### Aim of the task
Copy out all the lines of the data that hold the word "domain".

Stored items

++++

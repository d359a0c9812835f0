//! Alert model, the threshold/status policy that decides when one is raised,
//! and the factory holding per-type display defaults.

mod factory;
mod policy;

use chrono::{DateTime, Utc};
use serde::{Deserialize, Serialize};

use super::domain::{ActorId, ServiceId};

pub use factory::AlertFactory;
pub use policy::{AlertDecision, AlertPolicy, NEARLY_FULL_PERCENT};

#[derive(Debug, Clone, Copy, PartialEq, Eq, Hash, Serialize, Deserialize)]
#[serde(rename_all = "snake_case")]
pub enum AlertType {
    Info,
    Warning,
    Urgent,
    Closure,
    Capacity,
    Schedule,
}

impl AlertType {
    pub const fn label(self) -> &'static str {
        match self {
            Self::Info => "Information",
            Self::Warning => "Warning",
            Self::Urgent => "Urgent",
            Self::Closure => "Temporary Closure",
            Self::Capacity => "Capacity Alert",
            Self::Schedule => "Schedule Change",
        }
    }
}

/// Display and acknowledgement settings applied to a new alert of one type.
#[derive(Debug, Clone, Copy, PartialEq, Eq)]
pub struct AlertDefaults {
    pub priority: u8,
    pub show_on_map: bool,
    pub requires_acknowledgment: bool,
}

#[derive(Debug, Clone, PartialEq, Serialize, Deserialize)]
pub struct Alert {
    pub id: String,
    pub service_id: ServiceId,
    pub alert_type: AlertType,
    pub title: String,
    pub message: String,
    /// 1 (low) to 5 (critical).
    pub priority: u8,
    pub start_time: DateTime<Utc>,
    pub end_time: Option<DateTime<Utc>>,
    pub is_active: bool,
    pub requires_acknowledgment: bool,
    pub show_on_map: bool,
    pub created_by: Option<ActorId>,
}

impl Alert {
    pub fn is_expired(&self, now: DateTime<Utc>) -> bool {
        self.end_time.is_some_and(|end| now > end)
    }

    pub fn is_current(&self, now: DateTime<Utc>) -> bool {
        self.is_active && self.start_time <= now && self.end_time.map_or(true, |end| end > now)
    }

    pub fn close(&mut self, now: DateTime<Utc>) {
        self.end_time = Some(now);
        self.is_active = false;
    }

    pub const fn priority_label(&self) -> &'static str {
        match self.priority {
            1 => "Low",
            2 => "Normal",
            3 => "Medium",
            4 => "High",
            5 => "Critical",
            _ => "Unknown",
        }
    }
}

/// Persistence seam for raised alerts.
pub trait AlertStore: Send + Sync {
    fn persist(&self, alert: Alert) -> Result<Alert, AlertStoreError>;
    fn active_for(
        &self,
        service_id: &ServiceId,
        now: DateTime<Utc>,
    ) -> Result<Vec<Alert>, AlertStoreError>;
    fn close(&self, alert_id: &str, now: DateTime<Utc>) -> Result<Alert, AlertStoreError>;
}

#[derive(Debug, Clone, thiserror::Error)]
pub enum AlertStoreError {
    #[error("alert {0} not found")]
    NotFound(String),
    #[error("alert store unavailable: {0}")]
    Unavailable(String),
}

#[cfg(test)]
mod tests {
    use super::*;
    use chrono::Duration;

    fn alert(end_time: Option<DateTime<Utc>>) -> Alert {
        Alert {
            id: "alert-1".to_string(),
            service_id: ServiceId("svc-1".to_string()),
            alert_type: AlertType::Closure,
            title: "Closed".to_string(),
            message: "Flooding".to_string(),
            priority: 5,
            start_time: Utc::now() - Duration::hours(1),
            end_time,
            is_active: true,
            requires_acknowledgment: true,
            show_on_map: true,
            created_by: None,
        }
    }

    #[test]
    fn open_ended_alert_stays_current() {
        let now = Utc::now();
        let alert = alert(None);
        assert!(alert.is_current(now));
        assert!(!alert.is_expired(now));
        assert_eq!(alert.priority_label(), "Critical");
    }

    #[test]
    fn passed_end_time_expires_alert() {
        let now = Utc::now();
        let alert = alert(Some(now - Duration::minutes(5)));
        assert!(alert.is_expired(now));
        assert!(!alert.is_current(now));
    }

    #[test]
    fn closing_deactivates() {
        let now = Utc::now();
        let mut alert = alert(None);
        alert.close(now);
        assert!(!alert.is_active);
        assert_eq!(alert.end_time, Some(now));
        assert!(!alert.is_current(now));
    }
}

++++

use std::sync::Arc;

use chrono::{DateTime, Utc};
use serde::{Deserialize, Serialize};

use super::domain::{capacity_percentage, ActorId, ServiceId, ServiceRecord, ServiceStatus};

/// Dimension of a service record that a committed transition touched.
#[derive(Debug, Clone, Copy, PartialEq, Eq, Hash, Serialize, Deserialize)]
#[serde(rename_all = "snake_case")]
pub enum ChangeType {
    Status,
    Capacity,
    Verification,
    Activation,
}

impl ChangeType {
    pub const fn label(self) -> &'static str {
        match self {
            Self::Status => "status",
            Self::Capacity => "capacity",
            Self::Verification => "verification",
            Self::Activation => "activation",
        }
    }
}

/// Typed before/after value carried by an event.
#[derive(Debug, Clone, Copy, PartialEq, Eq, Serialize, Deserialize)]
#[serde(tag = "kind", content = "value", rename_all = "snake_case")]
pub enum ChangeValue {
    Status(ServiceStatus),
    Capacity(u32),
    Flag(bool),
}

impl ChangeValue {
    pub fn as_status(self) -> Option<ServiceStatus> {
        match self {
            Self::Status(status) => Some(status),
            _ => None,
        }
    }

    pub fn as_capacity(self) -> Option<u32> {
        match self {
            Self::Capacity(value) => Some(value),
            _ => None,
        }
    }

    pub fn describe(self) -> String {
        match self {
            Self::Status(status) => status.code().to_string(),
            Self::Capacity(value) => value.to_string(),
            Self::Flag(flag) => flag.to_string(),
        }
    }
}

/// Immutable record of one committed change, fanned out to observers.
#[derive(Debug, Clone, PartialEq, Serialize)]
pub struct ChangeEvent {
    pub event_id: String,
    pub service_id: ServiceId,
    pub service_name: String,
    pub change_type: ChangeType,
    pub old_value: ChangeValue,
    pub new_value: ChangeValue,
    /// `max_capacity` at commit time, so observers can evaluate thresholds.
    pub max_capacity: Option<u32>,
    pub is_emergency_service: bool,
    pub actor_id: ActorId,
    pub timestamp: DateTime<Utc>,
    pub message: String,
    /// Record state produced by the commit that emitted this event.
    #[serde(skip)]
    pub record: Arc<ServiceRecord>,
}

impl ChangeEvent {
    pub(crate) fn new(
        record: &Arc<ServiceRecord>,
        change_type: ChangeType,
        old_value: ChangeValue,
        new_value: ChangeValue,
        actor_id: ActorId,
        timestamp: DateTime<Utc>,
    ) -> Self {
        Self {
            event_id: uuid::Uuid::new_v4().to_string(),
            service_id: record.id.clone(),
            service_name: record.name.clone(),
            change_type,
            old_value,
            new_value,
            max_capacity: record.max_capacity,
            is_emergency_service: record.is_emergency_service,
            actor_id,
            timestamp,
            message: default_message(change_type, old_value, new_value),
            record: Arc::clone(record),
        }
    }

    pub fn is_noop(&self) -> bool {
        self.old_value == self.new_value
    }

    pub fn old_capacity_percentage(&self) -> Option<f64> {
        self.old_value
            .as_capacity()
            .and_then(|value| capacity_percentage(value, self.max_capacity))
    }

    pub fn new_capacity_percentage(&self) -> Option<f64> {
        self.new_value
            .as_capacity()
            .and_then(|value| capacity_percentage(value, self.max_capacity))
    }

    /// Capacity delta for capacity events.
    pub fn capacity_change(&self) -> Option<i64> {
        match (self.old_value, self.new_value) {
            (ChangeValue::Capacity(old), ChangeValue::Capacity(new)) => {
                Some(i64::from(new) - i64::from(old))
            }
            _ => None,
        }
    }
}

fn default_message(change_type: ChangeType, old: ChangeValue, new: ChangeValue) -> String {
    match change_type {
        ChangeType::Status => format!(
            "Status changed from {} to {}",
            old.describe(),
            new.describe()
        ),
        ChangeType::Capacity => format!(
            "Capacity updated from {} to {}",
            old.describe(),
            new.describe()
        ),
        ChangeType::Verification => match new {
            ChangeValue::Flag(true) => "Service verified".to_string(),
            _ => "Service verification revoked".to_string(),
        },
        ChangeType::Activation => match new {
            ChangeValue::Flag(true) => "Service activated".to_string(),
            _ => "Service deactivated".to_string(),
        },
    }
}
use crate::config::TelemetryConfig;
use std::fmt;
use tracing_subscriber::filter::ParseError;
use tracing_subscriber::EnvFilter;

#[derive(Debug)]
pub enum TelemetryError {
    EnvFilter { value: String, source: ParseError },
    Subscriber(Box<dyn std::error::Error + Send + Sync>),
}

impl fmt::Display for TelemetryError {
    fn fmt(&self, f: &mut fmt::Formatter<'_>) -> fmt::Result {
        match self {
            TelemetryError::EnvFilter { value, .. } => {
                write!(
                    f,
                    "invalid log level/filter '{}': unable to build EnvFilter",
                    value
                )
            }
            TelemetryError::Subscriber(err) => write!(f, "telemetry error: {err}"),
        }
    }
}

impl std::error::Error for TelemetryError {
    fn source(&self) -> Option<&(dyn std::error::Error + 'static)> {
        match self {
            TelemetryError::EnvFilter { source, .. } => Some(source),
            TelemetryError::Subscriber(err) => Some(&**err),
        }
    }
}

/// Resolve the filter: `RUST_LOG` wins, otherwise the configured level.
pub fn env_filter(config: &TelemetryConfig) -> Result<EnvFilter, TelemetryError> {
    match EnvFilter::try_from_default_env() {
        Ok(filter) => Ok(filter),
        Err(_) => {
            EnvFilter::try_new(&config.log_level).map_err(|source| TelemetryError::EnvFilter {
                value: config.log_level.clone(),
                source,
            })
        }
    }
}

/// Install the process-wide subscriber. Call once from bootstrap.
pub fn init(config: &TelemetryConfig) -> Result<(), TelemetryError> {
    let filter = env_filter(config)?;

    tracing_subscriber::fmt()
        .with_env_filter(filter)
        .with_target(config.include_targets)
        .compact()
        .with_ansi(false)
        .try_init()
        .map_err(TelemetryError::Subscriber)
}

++++

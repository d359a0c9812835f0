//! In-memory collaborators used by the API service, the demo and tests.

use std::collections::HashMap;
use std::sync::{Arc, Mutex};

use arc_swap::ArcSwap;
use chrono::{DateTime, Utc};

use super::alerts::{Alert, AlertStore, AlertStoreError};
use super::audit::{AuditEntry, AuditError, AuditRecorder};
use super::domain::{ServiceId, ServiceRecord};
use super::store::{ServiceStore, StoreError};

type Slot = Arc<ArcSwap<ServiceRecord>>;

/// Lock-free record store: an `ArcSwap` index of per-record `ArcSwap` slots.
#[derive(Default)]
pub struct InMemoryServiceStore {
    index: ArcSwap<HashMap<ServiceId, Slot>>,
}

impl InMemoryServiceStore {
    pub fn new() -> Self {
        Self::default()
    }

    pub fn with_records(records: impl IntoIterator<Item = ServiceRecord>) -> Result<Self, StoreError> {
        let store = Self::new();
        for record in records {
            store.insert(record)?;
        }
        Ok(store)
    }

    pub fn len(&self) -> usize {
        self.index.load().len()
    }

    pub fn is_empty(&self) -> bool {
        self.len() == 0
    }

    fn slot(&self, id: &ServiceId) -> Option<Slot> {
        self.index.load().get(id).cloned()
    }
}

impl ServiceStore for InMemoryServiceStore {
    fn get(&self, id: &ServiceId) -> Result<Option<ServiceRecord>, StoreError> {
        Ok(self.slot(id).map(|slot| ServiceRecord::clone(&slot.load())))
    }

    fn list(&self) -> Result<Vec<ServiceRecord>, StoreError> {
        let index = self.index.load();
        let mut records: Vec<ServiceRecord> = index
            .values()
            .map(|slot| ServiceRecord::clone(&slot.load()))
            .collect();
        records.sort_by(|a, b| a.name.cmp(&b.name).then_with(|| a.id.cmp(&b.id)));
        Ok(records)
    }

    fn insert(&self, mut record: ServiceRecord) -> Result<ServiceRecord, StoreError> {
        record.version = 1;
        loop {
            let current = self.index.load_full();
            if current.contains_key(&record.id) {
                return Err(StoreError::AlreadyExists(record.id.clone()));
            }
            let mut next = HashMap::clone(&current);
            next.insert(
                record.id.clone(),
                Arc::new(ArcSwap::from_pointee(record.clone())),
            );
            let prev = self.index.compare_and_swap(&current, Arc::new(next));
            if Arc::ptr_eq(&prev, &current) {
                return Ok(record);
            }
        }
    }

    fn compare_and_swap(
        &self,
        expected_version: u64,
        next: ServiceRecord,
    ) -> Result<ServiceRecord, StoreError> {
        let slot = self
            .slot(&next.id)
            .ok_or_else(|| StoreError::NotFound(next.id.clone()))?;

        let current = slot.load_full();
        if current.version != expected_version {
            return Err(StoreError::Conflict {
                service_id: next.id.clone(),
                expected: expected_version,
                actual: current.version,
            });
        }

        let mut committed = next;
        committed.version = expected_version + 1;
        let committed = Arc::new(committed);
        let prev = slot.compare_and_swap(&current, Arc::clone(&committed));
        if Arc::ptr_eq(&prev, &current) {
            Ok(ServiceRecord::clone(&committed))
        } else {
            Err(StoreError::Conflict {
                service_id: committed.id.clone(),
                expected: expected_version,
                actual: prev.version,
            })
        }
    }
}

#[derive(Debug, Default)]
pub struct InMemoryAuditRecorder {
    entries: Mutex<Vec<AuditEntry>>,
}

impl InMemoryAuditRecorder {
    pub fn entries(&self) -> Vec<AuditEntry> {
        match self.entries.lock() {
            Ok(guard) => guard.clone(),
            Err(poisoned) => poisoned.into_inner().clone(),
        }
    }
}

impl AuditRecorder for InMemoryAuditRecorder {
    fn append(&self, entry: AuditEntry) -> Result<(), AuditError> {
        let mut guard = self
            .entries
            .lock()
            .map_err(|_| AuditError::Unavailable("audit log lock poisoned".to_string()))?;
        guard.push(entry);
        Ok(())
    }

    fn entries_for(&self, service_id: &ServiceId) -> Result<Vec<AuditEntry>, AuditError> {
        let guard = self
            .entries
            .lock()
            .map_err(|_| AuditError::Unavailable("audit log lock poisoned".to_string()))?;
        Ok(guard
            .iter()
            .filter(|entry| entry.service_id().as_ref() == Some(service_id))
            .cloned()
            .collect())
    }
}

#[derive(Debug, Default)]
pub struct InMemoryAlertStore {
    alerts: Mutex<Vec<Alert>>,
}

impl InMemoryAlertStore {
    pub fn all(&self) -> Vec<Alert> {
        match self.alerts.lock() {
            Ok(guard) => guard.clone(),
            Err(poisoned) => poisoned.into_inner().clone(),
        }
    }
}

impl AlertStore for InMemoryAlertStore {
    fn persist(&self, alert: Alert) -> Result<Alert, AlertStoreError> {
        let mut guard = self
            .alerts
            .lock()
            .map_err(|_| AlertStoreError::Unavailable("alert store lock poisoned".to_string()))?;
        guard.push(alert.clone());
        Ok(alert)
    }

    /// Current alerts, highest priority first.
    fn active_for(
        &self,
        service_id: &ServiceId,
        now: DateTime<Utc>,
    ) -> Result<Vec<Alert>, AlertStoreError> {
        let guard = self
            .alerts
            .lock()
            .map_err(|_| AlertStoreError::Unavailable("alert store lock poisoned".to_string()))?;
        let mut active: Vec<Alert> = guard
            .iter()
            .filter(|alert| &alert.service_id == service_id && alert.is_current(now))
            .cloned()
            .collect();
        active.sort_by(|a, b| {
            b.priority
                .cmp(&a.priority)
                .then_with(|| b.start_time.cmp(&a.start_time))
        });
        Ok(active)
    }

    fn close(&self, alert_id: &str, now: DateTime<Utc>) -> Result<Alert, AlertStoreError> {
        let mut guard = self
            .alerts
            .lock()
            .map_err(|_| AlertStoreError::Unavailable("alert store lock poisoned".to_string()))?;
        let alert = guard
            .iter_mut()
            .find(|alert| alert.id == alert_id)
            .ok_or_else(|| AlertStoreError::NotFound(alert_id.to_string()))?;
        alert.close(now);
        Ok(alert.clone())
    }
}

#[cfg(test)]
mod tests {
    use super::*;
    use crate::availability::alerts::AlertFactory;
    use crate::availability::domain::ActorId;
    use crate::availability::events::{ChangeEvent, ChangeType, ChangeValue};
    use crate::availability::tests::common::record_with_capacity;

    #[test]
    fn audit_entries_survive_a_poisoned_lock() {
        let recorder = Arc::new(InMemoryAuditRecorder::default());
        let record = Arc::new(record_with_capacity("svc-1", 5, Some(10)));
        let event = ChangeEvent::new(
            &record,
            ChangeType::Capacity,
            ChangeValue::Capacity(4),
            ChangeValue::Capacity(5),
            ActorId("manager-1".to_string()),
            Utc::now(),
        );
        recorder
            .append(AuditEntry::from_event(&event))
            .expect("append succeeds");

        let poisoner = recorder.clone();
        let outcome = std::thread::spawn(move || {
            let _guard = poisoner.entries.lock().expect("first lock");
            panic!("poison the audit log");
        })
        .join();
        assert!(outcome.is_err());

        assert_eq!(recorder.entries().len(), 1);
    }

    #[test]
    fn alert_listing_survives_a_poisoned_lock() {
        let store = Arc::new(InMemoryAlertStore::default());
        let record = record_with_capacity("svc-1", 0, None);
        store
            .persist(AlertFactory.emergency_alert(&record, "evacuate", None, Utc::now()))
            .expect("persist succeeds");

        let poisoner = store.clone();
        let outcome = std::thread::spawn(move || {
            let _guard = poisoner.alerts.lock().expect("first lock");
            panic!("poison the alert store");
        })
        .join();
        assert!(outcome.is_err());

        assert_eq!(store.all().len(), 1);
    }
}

++++

### The answer
use super::domain::{ActorId, ServiceId};
use super::domain::{capacity_percentage, ActorId, ServiceId, ServiceRecord, ServiceStatus};
use super::domain::{ServiceId, ServiceRecord};
    use crate::availability::domain::ActorId;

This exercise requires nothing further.